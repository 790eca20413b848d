//! Reconciliation of a single virtual object with its physical counterpart.
//!
//! Nothing is remembered between reconciliations: every call observes the
//! current pair and a fresh dependency index, decides, and acts. Actions
//! re-check their precondition, as usage or physical state may change after
//! the decision was made.

use std::{collections::BTreeMap, fmt::Debug, sync::Arc, time::Duration};

use async_trait::async_trait;
use kube::{runtime::controller::Action, Resource};
use serde::{de::DeserializeOwned, Serialize};

use crate::{
	config::DEFAULT_RETRY_DELAY,
	equality::{applied_objects_equal, drifted_paths, stamp_last_applied},
	events::{EventRecorder, DELETE_ERROR, SYNC_ERROR},
	reference::kind_name,
	store::ObjectStore,
	translate::Translator,
	usage::UsagePredicate,
	Error, ResourceRef, Result,
};

#[derive(Clone, Copy, Debug, PartialEq, Eq)]
pub enum SyncState {
	/// Virtual object is gone, `physical` is whether it left a counterpart of ours
	VirtualAbsent { physical: bool },
	/// Nothing references virtual object
	Unused { physical: bool },
	UsedNoPhysical,
	UsedAndSynced,
	UsedAndDrifted,
}

#[derive(Clone, Copy, Debug, PartialEq, Eq)]
pub enum SyncDecision {
	CreateNeeded,
	UpdateNeeded,
	DeleteNeeded,
	NoOp,
}

impl SyncState {
	pub fn decision(self) -> SyncDecision {
		match self {
			Self::VirtualAbsent { physical: true } | Self::Unused { physical: true } => {
				SyncDecision::DeleteNeeded
			}
			Self::VirtualAbsent { physical: false } | Self::Unused { physical: false } => {
				SyncDecision::NoOp
			}
			Self::UsedNoPhysical => SyncDecision::CreateNeeded,
			Self::UsedAndSynced => SyncDecision::NoOp,
			Self::UsedAndDrifted => SyncDecision::UpdateNeeded,
		}
	}
}

/// Capabilities of a synced kind.
///
/// `*_needed` checks are advisory, every action checks its precondition again.
#[async_trait]
pub trait Syncer: Send + Sync {
	type Object: Resource + Clone + Send + Sync;

	fn name(&self) -> &str;

	fn physical_ref(&self, virtual_ref: &ResourceRef) -> Result<ResourceRef>;

	/// Virtual object which physical one belongs to, `None` for foreign objects
	fn origin(&self, physical: &Self::Object) -> Option<ResourceRef>;

	async fn is_used(&self, virtual_obj: &Self::Object) -> Result<bool>;

	async fn forward_create_needed(&self, virtual_obj: &Self::Object) -> Result<bool>;
	async fn forward_create(&self, virtual_obj: &Self::Object) -> Result<Action>;

	async fn forward_update_needed(
		&self,
		physical: &Self::Object,
		virtual_obj: &Self::Object,
	) -> Result<bool>;
	async fn forward_update(
		&self,
		physical: &Self::Object,
		virtual_obj: &Self::Object,
	) -> Result<Action>;

	/// Remove physical object, whose virtual counterpart no longer exists
	async fn forward_delete(&self, physical: &Self::Object) -> Result<Action>;

	async fn backward_update_needed(
		&self,
		_physical: &Self::Object,
		_virtual_obj: &Self::Object,
	) -> Result<bool> {
		Ok(false)
	}
	async fn backward_update(
		&self,
		_physical: &Self::Object,
		_virtual_obj: &Self::Object,
	) -> Result<Action> {
		Ok(Action::await_change())
	}
}

fn belongs_to<S: Syncer + ?Sized>(syncer: &S, physical: &S::Object, at: &ResourceRef) -> bool {
	syncer.origin(physical).as_ref() == Some(at)
}

pub async fn observe<S: Syncer + ?Sized>(
	syncer: &S,
	at: &ResourceRef,
	virtual_obj: Option<&S::Object>,
	physical: Option<&S::Object>,
) -> Result<SyncState> {
	let ours = physical.map_or(false, |p| belongs_to(syncer, p, at));
	let virtual_obj = match virtual_obj {
		Some(v) => v,
		None => return Ok(SyncState::VirtualAbsent { physical: ours }),
	};
	if !syncer.is_used(virtual_obj).await? {
		return Ok(SyncState::Unused { physical: ours });
	}
	match physical {
		None => Ok(SyncState::UsedNoPhysical),
		Some(p) if syncer.forward_update_needed(p, virtual_obj).await? => {
			Ok(SyncState::UsedAndDrifted)
		}
		Some(_) => Ok(SyncState::UsedAndSynced),
	}
}

pub async fn decide<S: Syncer + ?Sized>(
	syncer: &S,
	at: &ResourceRef,
	virtual_obj: Option<&S::Object>,
	physical: Option<&S::Object>,
) -> Result<SyncDecision> {
	Ok(observe(syncer, at, virtual_obj, physical).await?.decision())
}

/// Bring physical object at `at` in line with current virtual one
pub async fn reconcile<S: Syncer + ?Sized>(
	syncer: &S,
	at: &ResourceRef,
	virtual_obj: Option<&S::Object>,
	physical: Option<&S::Object>,
) -> Result<Action> {
	let state = observe(syncer, at, virtual_obj, physical).await?;
	log::debug!("{}: {} is {:?}", syncer.name(), at, state);

	match (state.decision(), virtual_obj, physical) {
		(SyncDecision::CreateNeeded, Some(v), _) => syncer.forward_create(v).await,
		(SyncDecision::UpdateNeeded, Some(v), Some(p))
		| (SyncDecision::DeleteNeeded, Some(v), Some(p)) => syncer.forward_update(p, v).await,
		(SyncDecision::DeleteNeeded, None, Some(p)) => syncer.forward_delete(p).await,
		(SyncDecision::NoOp, Some(v), Some(p)) => {
			if syncer.backward_update_needed(p, v).await? {
				syncer.backward_update(p, v).await
			} else {
				Ok(Action::await_change())
			}
		}
		_ => Ok(Action::await_change()),
	}
}

/// Syncer of a kind whose objects are mirrored only while referenced
pub struct SyncEngine<K, T> {
	name: String,
	translator: T,
	usage: Arc<dyn UsagePredicate>,
	virtual_store: Arc<dyn ObjectStore<K>>,
	physical_store: Arc<dyn ObjectStore<K>>,
	recorder: Arc<dyn EventRecorder>,
	retry_delay: Duration,
}

impl<K, T> SyncEngine<K, T>
where
	K: Resource + Clone + Serialize + DeserializeOwned + Debug + Send + Sync + 'static,
	K::DynamicType: Default,
	T: Translator<K>,
{
	pub fn new(
		name: impl Into<String>,
		translator: T,
		usage: Arc<dyn UsagePredicate>,
		virtual_store: Arc<dyn ObjectStore<K>>,
		physical_store: Arc<dyn ObjectStore<K>>,
		recorder: Arc<dyn EventRecorder>,
	) -> Self {
		Self {
			name: name.into(),
			translator,
			usage,
			virtual_store,
			physical_store,
			recorder,
			retry_delay: DEFAULT_RETRY_DELAY,
		}
	}

	pub fn with_retry_delay(mut self, retry_delay: Duration) -> Self {
		self.retry_delay = retry_delay;
		self
	}

	pub fn translator(&self) -> &T {
		&self.translator
	}

	pub fn virtual_store(&self) -> &Arc<dyn ObjectStore<K>> {
		&self.virtual_store
	}

	pub fn physical_store(&self) -> &Arc<dyn ObjectStore<K>> {
		&self.physical_store
	}

	/// Reconcile every physical object carrying `labels`, including the ones
	/// whose virtual object is gone and so can't be reached from virtual side.
	///
	/// Returns number of objects that failed to reconcile.
	pub async fn sweep(&self, namespace: &str, labels: &BTreeMap<String, String>) -> Result<usize> {
		let mut failed = 0;
		for physical in self.physical_store.list(namespace, labels).await? {
			let origin = match self.translator.virtual_ref(&physical) {
				Some(origin) => origin,
				None => continue,
			};
			let virtual_obj = match self.virtual_store.get(&origin).await {
				Ok(virtual_obj) => virtual_obj,
				Err(e) => {
					log::warn!("{}: sweep can't read {}: {}", self.name, origin, e);
					failed += 1;
					continue;
				}
			};
			if let Err(e) = reconcile(self, &origin, virtual_obj.as_ref(), Some(&physical)).await {
				log::warn!("{}: sweep of {} failed: {}", self.name, origin, e);
				failed += 1;
			}
		}
		Ok(failed)
	}

	fn desired(&self, virtual_obj: &K) -> Result<K> {
		let mut desired = self.translator.translate(virtual_obj)?;
		stamp_last_applied(&mut desired)?;
		Ok(desired)
	}

	fn check_owned(&self, physical: &K, virtual_ref: &ResourceRef) -> Result<()> {
		if self.translator.virtual_ref(physical).as_ref() == Some(virtual_ref) {
			return Ok(());
		}
		log::warn!(
			"{}: physical {} for {} exists, but wasn't created by us",
			self.name,
			kind_name::<K>(),
			virtual_ref
		);
		Err(Error::NotOwned(ResourceRef::of(physical)?))
	}

	fn failed(&self, target: ResourceRef, source: Error) -> Error {
		Error::Sync {
			target,
			retry_after: self.retry_delay,
			source: Box::new(source),
		}
	}

	/// Create or converge physical object, same path for missing and stale ones
	async fn upsert(&self, virtual_obj: &K) -> Result<Action> {
		let virtual_ref = ResourceRef::of(virtual_obj)?;
		let desired = self.desired(virtual_obj)?;

		if let Err(e) = self.physical_store.apply(&desired).await {
			log::info!(
				"error syncing {} to physical cluster: {}",
				virtual_ref,
				e
			);
			let regarding = virtual_obj.object_ref(&Default::default());
			self.recorder
				.warning(
					&regarding,
					SYNC_ERROR,
					format!("Error syncing to physical cluster: {}", e),
				)
				.await;
			return Err(self.failed(virtual_ref, e));
		}
		Ok(Action::await_change())
	}

	async fn delete_physical(&self, physical: &K, virtual_obj: Option<&K>) -> Result<Action> {
		let physical_ref = ResourceRef::of(physical)?;
		if let Err(e) = self.physical_store.delete(&physical_ref).await {
			log::info!(
				"error deleting physical object {} in physical cluster: {}",
				physical_ref,
				e
			);
			if let Some(virtual_obj) = virtual_obj {
				let regarding = virtual_obj.object_ref(&Default::default());
				self.recorder
					.warning(
						&regarding,
						DELETE_ERROR,
						format!("Error deleting from physical cluster: {}", e),
					)
					.await;
			}
			return Err(self.failed(physical_ref, e));
		}
		log::info!(
			"{}: pruned physical {} {}",
			self.name,
			kind_name::<K>(),
			physical_ref
		);
		Ok(Action::await_change())
	}
}
use std::{
	collections::BTreeMap,
	sync::{
		atomic::{AtomicU64, AtomicUsize, Ordering},
		Mutex, PoisonError,
	},
};

use async_trait::async_trait;
use kube::Resource;
use rustc_hash::FxHashMap;

use super::ObjectStore;
use crate::{Error, ResourceRef, Result};

#[derive(Clone, Copy, Debug, PartialEq, Eq, Hash)]
pub enum Operation {
	Get,
	List,
	Apply,
	Delete,
}

/// In-process store, mimics apiserver bookkeeping of uid and resourceVersion.
///
/// Failures of any operation may be injected to emulate unavailable cluster.
pub struct MemoryStore<K> {
	objects: Mutex<BTreeMap<ResourceRef, K>>,
	failures: Mutex<FxHashMap<Operation, usize>>,
	revision: AtomicU64,
	writes: AtomicUsize,
}

impl<K> Default for MemoryStore<K> {
	fn default() -> Self {
		Self {
			objects: Mutex::new(BTreeMap::new()),
			failures: Mutex::new(FxHashMap::default()),
			revision: AtomicU64::new(0),
			writes: AtomicUsize::new(0),
		}
	}
}

impl<K> MemoryStore<K>
where
	K: Resource + Clone,
	K::DynamicType: Default,
{
	pub fn new() -> Self {
		Self::default()
	}

	/// Put object as is, bypassing failure injection
	pub fn insert(&self, obj: K) -> Result<()> {
		let at = ResourceRef::of(&obj)?;
		self.lock().insert(at, obj);
		Ok(())
	}

	pub fn remove(&self, at: &ResourceRef) -> Option<K> {
		self.lock().remove(at)
	}

	pub fn snapshot(&self, at: &ResourceRef) -> Option<K> {
		self.lock().get(at).cloned()
	}

	pub fn len(&self) -> usize {
		self.lock().len()
	}

	pub fn is_empty(&self) -> bool {
		self.len() == 0
	}

	/// Make next `times` calls of operation fail
	pub fn fail_next(&self, operation: Operation, times: usize) {
		self.failures
			.lock()
			.unwrap_or_else(PoisonError::into_inner)
			.insert(operation, times);
	}

	/// Number of successful applies and deletes
	pub fn writes(&self) -> usize {
		self.writes.load(Ordering::SeqCst)
	}

	fn lock(&self) -> std::sync::MutexGuard<'_, BTreeMap<ResourceRef, K>> {
		self.objects.lock().unwrap_or_else(PoisonError::into_inner)
	}

	fn check(&self, operation: Operation) -> Result<()> {
		let mut failures = self.failures.lock().unwrap_or_else(PoisonError::into_inner);
		match failures.get_mut(&operation) {
			Some(left) if *left > 0 => {
				*left -= 1;
				Err(Error::Unavailable(format!("injected {:?} failure", operation)))
			}
			_ => Ok(()),
		}
	}
}

fn has_labels<K: Resource>(obj: &K, labels: &BTreeMap<String, String>) -> bool {
	let found = obj.meta().labels.as_ref();
	labels
		.iter()
		.all(|(k, v)| found.and_then(|found| found.get(k)) == Some(v))
}

#[async_trait]
impl<K> ObjectStore<K> for MemoryStore<K>
where
	K: Resource + Clone + Send + Sync,
	K::DynamicType: Default,
{
	async fn get(&self, at: &ResourceRef) -> Result<Option<K>> {
		self.check(Operation::Get)?;
		Ok(self.snapshot(at))
	}

	async fn list(&self, namespace: &str, labels: &BTreeMap<String, String>) -> Result<Vec<K>> {
		self.check(Operation::List)?;
		Ok(self
			.lock()
			.iter()
			.filter(|(at, obj)| at.namespace == namespace && has_labels(*obj, labels))
			.map(|(_, obj)| obj.clone())
			.collect())
	}

	async fn apply(&self, obj: &K) -> Result<K> {
		self.check(Operation::Apply)?;
		let at = ResourceRef::of(obj)?;
		let revision = self.revision.fetch_add(1, Ordering::SeqCst) + 1;

		let mut objects = self.lock();
		let mut applied = obj.clone();
		let uid = match objects.get(&at) {
			Some(existing) => existing.meta().uid.clone(),
			None => Some(format!("uid-{}", revision)),
		};
		applied.meta_mut().uid = uid;
		applied.meta_mut().resource_version = Some(revision.to_string());
		objects.insert(at, applied.clone());
		self.writes.fetch_add(1, Ordering::SeqCst);
		Ok(applied)
	}

	async fn delete(&self, at: &ResourceRef) -> Result<()> {
		self.check(Operation::Delete)?;
		if self.lock().remove(at).is_some() {
			self.writes.fetch_add(1, Ordering::SeqCst);
		}
		Ok(())
	}
}
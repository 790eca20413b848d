//! Addressing of values inside of JSON documents, using kubectl-like paths
//! (`.spec.containers[name="app"].env[*].name`)

extern crate self as fieldpath;

mod error;
pub use error::*;
mod element;
pub use element::Element;
mod ext;
mod path;
pub use ext::FieldpathExt;
pub use path::{Path, PathBuf};
mod parse;
pub use parse::parse;

/// Construct &Path without parsing
#[macro_export]
macro_rules! path {
    ($(.$text:literal)+) => {
        &[$(::fieldpath::Element::StaticField($text)),+][..] as &::fieldpath::Path
    };
}
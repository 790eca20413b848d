//! Dependency index: for every dependent kind, which objects reference a key.
//!
//! Entries are derived from observed dependent objects only. Every update
//! replaces the whole contribution of a single object under one write lock,
//! so concurrent readers see either the old or the new set of its keys.

use std::{
	collections::{BTreeMap, BTreeSet},
	sync::{Arc, PoisonError, RwLock},
};

use kube::Resource;
use rustc_hash::FxHashMap;

use crate::{extract::ReferenceExtractor, ResourceRef};

#[derive(Default)]
struct Entries {
	by_key: FxHashMap<ResourceRef, BTreeSet<ResourceRef>>,
	by_object: FxHashMap<ResourceRef, Vec<ResourceRef>>,
}

impl Entries {
	fn unlink(&mut self, object: &ResourceRef) -> Vec<ResourceRef> {
		let keys = self.by_object.remove(object).unwrap_or_default();
		for key in &keys {
			if let Some(referrers) = self.by_key.get_mut(key) {
				referrers.remove(object);
				if referrers.is_empty() {
					self.by_key.remove(key);
				}
			}
		}
		keys
	}
}

/// Index of a single dependent kind
pub struct KindIndex {
	kind: String,
	entries: RwLock<Entries>,
}

impl KindIndex {
	pub fn new(kind: impl Into<String>) -> Self {
		Self {
			kind: kind.into(),
			entries: RwLock::new(Entries::default()),
		}
	}

	pub fn kind(&self) -> &str {
		&self.kind
	}

	/// Replace keys referenced by object, returning the ones it referenced before
	pub fn set(&self, object: ResourceRef, mut keys: Vec<ResourceRef>) -> Vec<ResourceRef> {
		keys.sort();
		keys.dedup();

		let mut entries = self.entries.write().unwrap_or_else(PoisonError::into_inner);
		let previous = entries.unlink(&object);
		for key in &keys {
			entries
				.by_key
				.entry(key.clone())
				.or_default()
				.insert(object.clone());
		}
		if !keys.is_empty() {
			entries.by_object.insert(object, keys);
		}
		previous
	}

	pub fn remove(&self, object: &ResourceRef) -> Vec<ResourceRef> {
		self.entries
			.write()
			.unwrap_or_else(PoisonError::into_inner)
			.unlink(object)
	}

	pub fn query(&self, key: &ResourceRef) -> BTreeSet<ResourceRef> {
		self.entries
			.read()
			.unwrap_or_else(PoisonError::into_inner)
			.by_key
			.get(key)
			.cloned()
			.unwrap_or_default()
	}

	/// Keys currently referenced by object, sorted
	pub fn keys_of(&self, object: &ResourceRef) -> Vec<ResourceRef> {
		self.entries
			.read()
			.unwrap_or_else(PoisonError::into_inner)
			.by_object
			.get(object)
			.cloned()
			.unwrap_or_default()
	}

	pub fn is_referenced(&self, key: &ResourceRef) -> bool {
		self.entries
			.read()
			.unwrap_or_else(PoisonError::into_inner)
			.by_key
			.contains_key(key)
	}

	/// Objects currently contributing at least one key
	pub fn objects(&self) -> Vec<ResourceRef> {
		self.entries
			.read()
			.unwrap_or_else(PoisonError::into_inner)
			.by_object
			.keys()
			.cloned()
			.collect()
	}

	/// Number of referenced keys
	pub fn len(&self) -> usize {
		self.entries
			.read()
			.unwrap_or_else(PoisonError::into_inner)
			.by_key
			.len()
	}

	pub fn is_empty(&self) -> bool {
		self.len() == 0
	}
}

/// Indexes of all registered dependent kinds
#[derive(Default)]
pub struct DependencyIndex {
	kinds: BTreeMap<String, Arc<KindIndex>>,
}

impl DependencyIndex {
	pub fn new() -> Self {
		Self::default()
	}

	/// Get or create index for kind
	pub fn register(&mut self, kind: &str) -> Arc<KindIndex> {
		self.kinds
			.entry(kind.to_owned())
			.or_insert_with(|| Arc::new(KindIndex::new(kind)))
			.clone()
	}

	pub fn kinds(&self) -> impl Iterator<Item = &str> {
		self.kinds.keys().map(String::as_str)
	}

	pub fn indexes(&self) -> impl Iterator<Item = &Arc<KindIndex>> {
		self.kinds.values()
	}

	pub fn kind(&self, kind: &str) -> Option<&Arc<KindIndex>> {
		self.kinds.get(kind)
	}

	/// Objects of kind referencing key, empty for unregistered kinds
	pub fn query(&self, kind: &str, key: &ResourceRef) -> BTreeSet<ResourceRef> {
		self.kinds
			.get(kind)
			.map(|index| index.query(key))
			.unwrap_or_default()
	}

	/// Referencing objects of every kind which has any
	pub fn referrers(&self, key: &ResourceRef) -> Vec<(&str, BTreeSet<ResourceRef>)> {
		self.kinds
			.iter()
			.map(|(kind, index)| (kind.as_str(), index.query(key)))
			.filter(|(_, found)| !found.is_empty())
			.collect()
	}
}

/// Keeps index of one kind up to date with observed objects
pub struct Indexer<E> {
	extractor: E,
	index: Arc<KindIndex>,
}

impl<E> Indexer<E>
where
	E: ReferenceExtractor,
	E::Object: Resource,
	<E::Object as Resource>::DynamicType: Default,
{
	pub fn new(extractor: E, index: &mut DependencyIndex) -> Self {
		let index = index.register(extractor.kind());
		Self { extractor, index }
	}

	pub fn extractor(&self) -> &E {
		&self.extractor
	}

	pub fn index(&self) -> &Arc<KindIndex> {
		&self.index
	}

	/// Index added or updated object.
	///
	/// Returns keys it references now or referenced before the change.
	pub fn observe(&self, obj: &E::Object) -> Vec<ResourceRef> {
		let object = match ResourceRef::of(obj) {
			Ok(object) => object,
			Err(e) => {
				log::warn!("not indexing {}: {}", self.extractor.kind(), e);
				return Vec::new();
			}
		};
		let keys = match self.extractor.extract(obj) {
			Ok(keys) => keys,
			Err(e) => {
				log::warn!(
					"failed to extract references of {} {}: {}",
					self.extractor.kind(),
					object,
					e
				);
				Vec::new()
			}
		};
		log::trace!(
			"{} {} references {} keys",
			self.extractor.kind(),
			object,
			keys.len()
		);
		let previous = self.index.set(object, keys.clone());
		union(previous, keys)
	}

	/// Drop deleted object, returning keys it referenced
	pub fn forget(&self, obj: &E::Object) -> Vec<ResourceRef> {
		match ResourceRef::of(obj) {
			Ok(object) => self.forget_ref(&object),
			Err(_) => Vec::new(),
		}
	}

	pub fn forget_ref(&self, object: &ResourceRef) -> Vec<ResourceRef> {
		self.index.remove(object)
	}
}

pub(crate) fn union(mut a: Vec<ResourceRef>, b: Vec<ResourceRef>) -> Vec<ResourceRef> {
	a.extend(b);
	a.sort();
	a.dedup();
	a
}
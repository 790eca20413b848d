//! Read and write access to objects of a single cluster

mod cluster;
mod memory;

use std::collections::BTreeMap;

use async_trait::async_trait;

use crate::{ResourceRef, Result};

pub use cluster::KubeStore;
pub use memory::{MemoryStore, Operation};

#[async_trait]
pub trait ObjectStore<K>: Send + Sync {
	async fn get(&self, at: &ResourceRef) -> Result<Option<K>>;

	/// Objects in namespace carrying all of the labels
	async fn list(&self, namespace: &str, labels: &BTreeMap<String, String>) -> Result<Vec<K>>;

	/// Create object if it is missing, otherwise converge fields we own
	async fn apply(&self, obj: &K) -> Result<K>;

	/// Deleting missing object is not an error
	async fn delete(&self, at: &ResourceRef) -> Result<()>;
}

pub(crate) fn label_selector(labels: &BTreeMap<String, String>) -> String {
	labels
		.iter()
		.map(|(k, v)| format!("{}={}", k, v))
		.collect::<Vec<_>>()
		.join(",")
}

#[cfg(test)]
mod tests {
	use super::*;

	#[test]
	fn selector() {
		let labels = [
			("refsync.dev/managed-by".to_owned(), "vc".to_owned()),
			("app".to_owned(), "web".to_owned()),
		]
		.into_iter()
		.collect();
		assert_eq!(label_selector(&labels), "app=web,refsync.dev/managed-by=vc");
		assert_eq!(label_selector(&BTreeMap::new()), "");
	}
}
━━━━━━━━━━━━━━━━━━━━
- [What you have to do] Return all lines in the entries above that carry the word "filter".

- [Result]
			.filter(|(at, obj)| at.namespace == namespace && has_labels(*obj, labels))
			.filter(|(_, found)| !found.is_empty())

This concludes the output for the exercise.